Following the August ruling, the Justice Department quickly tried to toss the rest of the Clinton FOIA case at the district court level, arguing that “it is now clear that no further discovery is appropriate, and this Court’s March 2, 2020 Order authorizing the depositions of four additional witnesses should be vacated in its entirety.”
Judicial Watch lawyer Ramona Cotca unsuccessfully appealed to the full appeals court in mid-October, saying, “It is especially important that this misapplication of longstanding Supreme Court and circuit precedent be corrected because the panel’s far reaching decision is already taking effect. State has moved to vacate all remaining discovery based on the panel’s decision. State even seeks to vacate the depositions of two officials who may not have been involved in searching for responsive records but are expected to have knowledge about State’s efforts to shield Clinton’s email practices from its own FOIA officials. Under the panel’s decision, such obviously important, relevant discovery would be disallowed.”
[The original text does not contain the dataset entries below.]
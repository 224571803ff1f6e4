use std::collections::BTreeMap;
use std::path::{Path, PathBuf};

use hellforge_project::AppState;
use serde::{Deserialize, Serialize};
use walkdir::WalkDir;

use crate::color::Rgba;
use crate::recent::RecentProjects;

/// 預設日誌檔名。 / File name of the default log, placed next to the configuration.
pub const DEFAULT_LOG_FILE: &str = "output.log";

const DEFAULT_PROJECT_SPLIT: f32 = 0.2;
const DEFAULT_ARCHIVE_SPLIT: f32 = 1.0 - DEFAULT_PROJECT_SPLIT / (1.0 - DEFAULT_PROJECT_SPLIT);
const DEFAULT_CONSOLE_SPLIT: f32 = 0.8;

/// 視窗排列模式。 / How tool windows are arranged.
#[derive(Debug, Clone, Copy, PartialEq, Eq, Default, Serialize, Deserialize)]
#[serde(rename_all = "lowercase")]
pub enum ViewMode {
    /// 自由浮動視窗。 / Free floating windows.
    #[default]
    Legacy,
    /// 固定分割版面。 / Fixed split layout.
    Static,
}

/// 固定版面的分割比例。 / Split ratios of the static layout.
#[derive(Debug, Clone, Copy, PartialEq, Serialize, Deserialize)]
pub struct StaticLayout {
    #[serde(rename = "ProjectSplit")]
    pub project_split: f32,
    #[serde(rename = "MPQSplit")]
    pub archive_split: f32,
    #[serde(rename = "ConsoleSplit")]
    pub console_split: f32,
}

impl Default for StaticLayout {
    fn default() -> Self {
        Self {
            project_split: DEFAULT_PROJECT_SPLIT,
            archive_split: DEFAULT_ARCHIVE_SPLIT,
            console_split: DEFAULT_CONSOLE_SPLIT,
        }
    }
}

impl StaticLayout {
    fn sanitize(&mut self) {
        let defaults = Self::default();
        for (value, fallback) in [
            (&mut self.project_split, defaults.project_split),
            (&mut self.archive_split, defaults.archive_split),
            (&mut self.console_split, defaults.console_split),
        ] {
            if !(value.is_finite() && *value > 0.0 && *value < 1.0) {
                *value = fallback;
            }
        }
    }
}

/// 應用程式環境設定。 / Application-wide environment configuration (`environment.json`).
#[derive(Debug, Clone, PartialEq, Serialize, Deserialize)]
#[serde(rename_all = "camelCase")]
pub struct Config {
    #[serde(default)]
    pub recent_projects: RecentProjects,
    #[serde(default)]
    pub abyss_engine_path: String,
    #[serde(default, rename = "auxiliaryMpqPath")]
    pub auxiliary_archive_path: String,
    #[serde(default)]
    pub external_list_file: String,
    #[serde(default = "default_true")]
    pub open_most_recent_on_startup: bool,
    #[serde(default)]
    pub project_states: BTreeMap<String, AppState>,
    #[serde(default)]
    pub logging_to_file: bool,
    #[serde(default, rename = "logFile")]
    pub log_file_path: String,
    #[serde(default = "default_locale")]
    pub locale: String,
    #[serde(default)]
    pub bg_color: Rgba,
    #[serde(default, rename = "ViewMode")]
    pub view_mode: ViewMode,
    #[serde(default, rename = "StaticLayout")]
    pub static_layout: StaticLayout,
}

fn default_true() -> bool {
    true
}

fn default_locale() -> String {
    "en".to_string()
}

impl Default for Config {
    fn default() -> Self {
        Self {
            recent_projects: RecentProjects::default(),
            abyss_engine_path: String::new(),
            auxiliary_archive_path: String::new(),
            external_list_file: String::new(),
            open_most_recent_on_startup: true,
            project_states: BTreeMap::new(),
            logging_to_file: false,
            log_file_path: String::new(),
            locale: default_locale(),
            bg_color: Rgba::default(),
            view_mode: ViewMode::default(),
            static_layout: StaticLayout::default(),
        }
    }
}

impl Config {
    /// 建立儲存在指定路徑的預設設定。 / Defaults for a configuration stored at `config_path`.
    pub fn defaults_for(config_path: &Path) -> Self {
        let mut config = Self::default();
        config.sanitize(config_path);
        config
    }

    /// 修正不合法的數值。 / Replaces out-of-range or empty values with their defaults.
    pub fn sanitize(&mut self, config_path: &Path) {
        if self.log_file_path.trim().is_empty() {
            let dir = config_path.parent().unwrap_or_else(|| Path::new(""));
            self.log_file_path = dir.join(DEFAULT_LOG_FILE).to_string_lossy().into_owned();
        }
        if self.locale.trim().is_empty() {
            self.locale = default_locale();
        }
        self.static_layout.sanitize();
    }

    /// 記錄最近開啟的專案。 / Records a project as the most recently opened one.
    pub fn add_to_recent_projects(&mut self, manifest_path: &Path) {
        self.recent_projects
            .add(manifest_path.to_string_lossy().into_owned());
    }

    /// 取得專案的工作階段。 / Stored session of a project, keyed by manifest path.
    pub fn project_state(&self, manifest_path: &Path) -> Option<&AppState> {
        self.project_states.get(&*manifest_path.to_string_lossy())
    }

    pub fn set_project_state(&mut self, manifest_path: &Path, state: AppState) {
        self.project_states
            .insert(manifest_path.to_string_lossy().into_owned(), state);
    }

    /// 輔助封存檔所在資料夾。 / Directory holding auxiliary archives.
    pub fn auxiliary_archive_dir(&self) -> PathBuf {
        PathBuf::from(&self.auxiliary_archive_path)
    }

    /// 外部檔名清單路徑；未設定時為 `None`。 / External name list, `None` when unset.
    pub fn external_list(&self) -> Option<&Path> {
        let trimmed = self.external_list_file.trim();
        (!trimmed.is_empty()).then(|| Path::new(trimmed))
    }

    /// 日誌檔路徑。 / Path of the log file used when logging to file.
    pub fn log_file(&self) -> &Path {
        Path::new(&self.log_file_path)
    }

    /// 搜尋可用的 `.mpq` 封存檔。 / Walks the auxiliary archive directory for `.mpq` files.
    ///
    /// Unreadable directory entries are skipped.
    pub fn discover_archives(&self) -> Vec<PathBuf> {
        if self.auxiliary_archive_path.trim().is_empty() {
            return Vec::new();
        }

        let mut found: Vec<PathBuf> = WalkDir::new(&self.auxiliary_archive_path)
            .into_iter()
            .filter_map(Result::ok)
            .filter(|entry| entry.file_type().is_file())
            .filter(|entry| {
                entry
                    .path()
                    .extension()
                    .map(|ext| ext.eq_ignore_ascii_case("mpq"))
                    .unwrap_or(false)
            })
            .map(|entry| entry.into_path())
            .collect();
        found.sort();
        found
    }
}
//! In-memory store implementation.

use async_trait::async_trait;
use chrono::Utc;
use dashmap::DashMap;
use ladle_common::id::PrefixedId;
use ladle_common::{Comment, Recipe};

use super::{CommentStore, RecipeCatalog, StoreError};

/// DashMap-backed store. Backs the server in single-process deployments and
/// every test suite.
pub struct MemoryStore {
    recipes: DashMap<String, Recipe>,
    comments: DashMap<String, Comment>,
}

impl MemoryStore {
    pub fn new() -> Self {
        Self {
            recipes: DashMap::new(),
            comments: DashMap::new(),
        }
    }
}

impl Default for MemoryStore {
    fn default() -> Self {
        Self::new()
    }
}

#[async_trait]
impl CommentStore for MemoryStore {
    async fn create(
        &self,
        recipe_id: &str,
        author_id: &str,
        body: &str,
    ) -> Result<Comment, StoreError> {
        let body = body.trim();
        if body.is_empty() {
            return Err(StoreError::empty_field("body"));
        }
        if !self.recipe_exists(recipe_id).await? {
            return Err(StoreError::RecipeNotFound);
        }

        let now = Utc::now();
        let comment = Comment {
            id: Comment::generate(),
            recipe_id: recipe_id.to_string(),
            author_id: author_id.to_string(),
            body: body.to_string(),
            created_at: now,
            updated_at: now,
        };
        self.comments.insert(comment.id.clone(), comment.clone());
        Ok(comment)
    }

    async fn update(
        &self,
        comment_id: &str,
        requester_id: &str,
        body: &str,
    ) -> Result<Comment, StoreError> {
        let body = body.trim();
        if body.is_empty() {
            return Err(StoreError::empty_field("body"));
        }

        let mut entry = self
            .comments
            .get_mut(comment_id)
            .ok_or(StoreError::CommentNotFound)?;
        if entry.author_id != requester_id {
            return Err(StoreError::Forbidden);
        }

        entry.body = body.to_string();
        entry.updated_at = Utc::now();
        Ok(entry.clone())
    }

    async fn delete(&self, comment_id: &str, requester_id: &str) -> Result<Comment, StoreError> {
        // Ownership check first, so a forbidden delete leaves the record
        // untouched.
        {
            let entry = self
                .comments
                .get(comment_id)
                .ok_or(StoreError::CommentNotFound)?;
            if entry.author_id != requester_id {
                return Err(StoreError::Forbidden);
            }
        }

        self.comments
            .remove(comment_id)
            .map(|(_, comment)| comment)
            .ok_or(StoreError::CommentNotFound)
    }

    async fn list_by_recipe(&self, recipe_id: &str) -> Result<Vec<Comment>, StoreError> {
        if !self.recipe_exists(recipe_id).await? {
            return Err(StoreError::RecipeNotFound);
        }

        let mut comments: Vec<Comment> = self
            .comments
            .iter()
            .filter(|entry| entry.recipe_id == recipe_id)
            .map(|entry| entry.clone())
            .collect();
        comments.sort_by(|a, b| {
            a.created_at
                .cmp(&b.created_at)
                .then_with(|| a.id.cmp(&b.id))
        });
        Ok(comments)
    }
}

#[async_trait]
impl RecipeCatalog for MemoryStore {
    async fn create_recipe(&self, owner_id: &str, title: &str) -> Result<Recipe, StoreError> {
        let title = title.trim();
        if title.is_empty() {
            return Err(StoreError::empty_field("title"));
        }

        let recipe = Recipe {
            id: Recipe::generate(),
            owner_id: owner_id.to_string(),
            title: title.to_string(),
            created_at: Utc::now(),
        };
        self.recipes.insert(recipe.id.clone(), recipe.clone());
        Ok(recipe)
    }

    async fn get_recipe(&self, recipe_id: &str) -> Result<Recipe, StoreError> {
        self.recipes
            .get(recipe_id)
            .map(|entry| entry.clone())
            .ok_or(StoreError::RecipeNotFound)
    }

    async fn list_recipes(&self) -> Result<Vec<Recipe>, StoreError> {
        let mut recipes: Vec<Recipe> = self.recipes.iter().map(|entry| entry.clone()).collect();
        recipes.sort_by(|a, b| {
            a.created_at
                .cmp(&b.created_at)
                .then_with(|| a.id.cmp(&b.id))
        });
        Ok(recipes)
    }

    async fn recipe_exists(&self, recipe_id: &str) -> Result<bool, StoreError> {
        Ok(self.recipes.contains_key(recipe_id))
    }
}
//! Registry of live connections and their outbound queues.

use std::sync::Arc;

use dashmap::DashMap;
use ladle_common::ServerMessage;
use tokio::sync::mpsc;

use super::ConnectionId;

/// Maps connection handles to the sending half of their outbound channel.
///
/// The connection task owns the receiving half and drains it onto the socket;
/// everything else (the broadcaster, inbound handlers replying to their own
/// connection) enqueues here without ever blocking.
pub struct ConnectionRegistry {
    connections: DashMap<ConnectionId, mpsc::UnboundedSender<Arc<ServerMessage>>>,
}

impl ConnectionRegistry {
    pub fn new() -> Self {
        Self {
            connections: DashMap::new(),
        }
    }

    pub fn register(&self, conn_id: ConnectionId, tx: mpsc::UnboundedSender<Arc<ServerMessage>>) {
        self.connections.insert(conn_id, tx);
    }

    pub fn unregister(&self, conn_id: &str) {
        self.connections.remove(conn_id);
    }

    pub fn len(&self) -> usize {
        self.connections.len()
    }

    pub fn is_empty(&self) -> bool {
        self.connections.is_empty()
    }

    /// Enqueue a message for one connection. Returns `false` when the handle
    /// is unknown or its task has already gone away; the caller decides
    /// whether that is worth logging.
    pub fn send_to(&self, conn_id: &str, msg: Arc<ServerMessage>) -> bool {
        match self.connections.get(conn_id) {
            Some(tx) => tx.send(msg).is_ok(),
            None => false,
        }
    }
}

impl Default for ConnectionRegistry {
    fn default() -> Self {
        Self::new()
    }
}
U.S. District Court Judge Royce Lamberth had said in March that “the Court agrees with Judicial Watch — it is time to hear directly from Secretary Clinton” as part of a nearly six-year-long case. The judge listed some remaining questions: “How did she arrive at her belief that her private server emails would be preserved by normal State Department processes for email retention? … Did she realize State was giving ‘no records’ responses to her FOIA requests for emails? … And why did she think that using a private server to conduct State Department business was permissible under the law in the first place?”
Wilkins, who was joined in his August decision by Obama appointee Nina Pillard and George W. Bush appointee Thomas Griffith, said Lamberth was wrong.
“Discovery in FOIA cases is not a punishment, and the district court has no basis to order further inquiry into Secretary Clinton’s state of mind … Especially in light of Judicial Watch’s present access to extensive information responsive to its proposed deposition topics, the deposition of Secretary Clinton, if allowed to proceed, at best seems likely to stray into topics utterly unconnected with the instant FOIA suit, and at worst could be used as a vehicle for harassment or embarrassment,” he wrote.
Judicial Watch wanted to question Clinton and Mills about the talking points for former United Nations Ambassador Susan Rice’s appearances on television shows following the terrorist attack on the U.S. Consulate in Benghazi. Members of Ansar al Sharia launched a coordinated assault on Sept. 11, 2012, killing U.S. Ambassador to Libya Christopher Stevens, foreign service officer Sean Smith, and CIA contractors Tyrone Woods and Glen Doherty. Clinton, Rice, and others incorrectly blamed the attack on a YouTube video.
David Kendall, Clinton’s attorney, who was also appearing for Mills, told the appeals court judges this summer that “the real purpose” of the Judicial Watch deposition efforts “is harassment.” Fitton said earlier this month that “the decision to give Hillary Clinton special protection from having to testify about her emails undermines the rule of law and would eviscerate FOIA.”
The FBI investigated Clinton’s use of the server, hosted in the basement of her home in Chappaqua, New York, while she was secretary of state from 2009 to 2013. Although former FBI Director James Comey found Clinton was “extremely careless” in handling classified emails, no criminal charges were recommended against anyone following the bureau’s “Midyear Exam” investigation. Clinton’s IT team deleted 33,000 supposedly non-work-related emails.